[[ Data section open ]]

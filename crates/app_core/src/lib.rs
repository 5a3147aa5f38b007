//! RefBoard Core Domain Logic
//!
//! This crate contains:
//! - Entity store (files, references, custom order)
//! - View projection, selection and reordering
//! - Folder sync engine and scheduler
//! - Board, commands and application state
//! - Configuration and error types

pub mod board;
pub mod command;
pub mod config;
pub mod error;
pub mod model;
pub mod reorder;
pub mod selection;
pub mod session;
pub mod state;
pub mod store;
pub mod sync;
pub mod view;

pub use board::{Board, SharedBoard};
pub use command::{Command, CommandOutput};
pub use config::{AppConfig, GeneralConfig, SessionConfig, SortOrder, SyncConfig, ViewConfig};
pub use error::AppError;
pub use model::{now_millis, FileId, FileRecord, NewFile, Origin, Preview, Rating, Reference, ReferenceId};
pub use selection::{SelectionState, Step};
pub use session::{SessionCatalog, SessionInfo, StaticCatalog};
pub use state::AppState;
pub use store::EntityStore;
pub use sync::{SyncOutcome, SyncPhase, SyncReport, SyncScheduler, SyncSummary, SyncTrigger};
pub use view::{StatusFilter, ViewGroup, ViewState};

[[ Data section closed ]]

■ **Exercise prompt**
In the records above, locate the lines holding the word "model". Copy each of them.

■ **Reply to the task**
pub mod model;
pub use model::{now_millis, FileId, FileRecord, NewFile, Origin, Preview, Rating, Reference, ReferenceId};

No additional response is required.